Fantastic Best Practices: The secrets of Databricks
The use of hard-coded passwords or credentials is a really bad practice in the world of software develpment.
If hard-coded passwords are used, it is almost certain that malicious users will gain access through the account in question.
So in this blog post, we will see how to securely manage secrets and passwords in our favorites big data platform: Databricks.
Managing secrets begins with creating a secret scope.
A secret scope is collection of secrets identified by a name.
There are two types of secret scope: Azure Key Vault-backed and Databricks-backed. Obviously, Azure Key Vault-backed is only avaliable using Azure.

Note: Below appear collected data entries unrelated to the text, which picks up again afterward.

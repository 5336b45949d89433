//! Error types for loan construction.
//!
//! Unknown currency codes are not represented here: they panic in
//! [`crate::currency::lookup`] because they are programming errors.

use crate::loan::Field;
use thiserror::Error;

/// Result type alias for loan operations
pub type Result<T> = std::result::Result<T, LoanError>;

/// Errors returned when a loan specification cannot be solved.
#[derive(Error, Debug, Clone, Copy, PartialEq, Eq)]
pub enum LoanError {
    /// Zero, or two or more, of amount, length and payment were left unknown
    #[error("LoanSpec must have exactly one unknown among amount, length and payment")]
    NeedsExactlyOneUnknown,

    /// A present amount or payment was zero or negative
    #[error("{field} must be positive when specified")]
    NeedsPositiveAmount { field: Field },

    /// A present length was zero or negative
    #[error("length must be positive")]
    NeedsPositiveLength,

    /// The rate was NaN or infinite
    #[error("rate must be a finite number")]
    NeedsFiniteRate,

    /// The spec is well formed but asks to solve for amount or length
    #[error("this loan cannot be computed: solving for {unknown} is not supported")]
    NotSupported { unknown: Field },
}
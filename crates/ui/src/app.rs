use dioxus::prelude::*;

use crate::views::QuizShell;

#[component]
pub fn App() -> Element {
    rsx! {
        document::Stylesheet { href: asset!("/assets/style.css") }

        document::Title { "Quiz" }

        // One root container so layout CSS has a stable hook.
        div { class: "app-root",
            ErrorBoundary {
                handle_error: |errors: ErrorContext| rsx! {
                    div { class: "fatal",
                        h1 { "Something went wrong" }
                        pre { "{errors:?}" }
                    }
                },
                QuizShell {}
            }
        }
    }
}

Databricks-backed secret scope
For the creation of the secret scope we can use the databricks CLI:
1
databricks secrets create-scope --scope my-db-scope --initial-manage-principal "users"
The manage permission (–initial-manage-principal) define who can manage the secrets but if your account does not have the Premium Plan (like me), you must override that default and explicitly grant the MANAGE permission to “users” (all users) when you create the scope.
After the creation of the scope you can list the secret scope:
1
databricks secrets list-scopes
And now we can insert secrets with the command:
1
databricks secrets put --scope my-db-scope --key my-key-1 --string-value "HELLO. I am a key :)"
If we want to get the secrets in databricks we can use dbutils:
NOTE: secrets are redacted in the logs of databricks ;)
Azure Key Vault-backed
Verify that you have the Directory Readers role in your Azure Active Directory tenant.
Verify that you have Contributor or Owner role on the Azure key vault instance that you want to use to back the secret scope.
You can create AKV secret scope using web UI or CLI. We are lazy so let’s do with UI ;).
NOTE: If you want to use databricks CLI or API you need an Azure AD user token to create an Azure Key Vault-backed secret scope with the Databricks CLI. You cannot use an Azure Databricks personal access token or an Azure AD application token that belongs to a service principal.
Go to https://<databricks-instance>#secrets/createScope and insert the name of the secret scope and the informations of the AKV.
These properties of the AKV are available from the Properties tab of an Azure Key Vault in your Azure portal where DNS name is the vault URI.
Then click the Create button.
Now let’s create one secret in our AKV and test on databricks.
Use a secret in a Spark configuration
You can use a secret in a Spark configuration property or environment variable.
The syntax must be:
1
{ { secrets/<scope-name>/<secret-name> } }
The value must start with { { secrets/ and end with }}.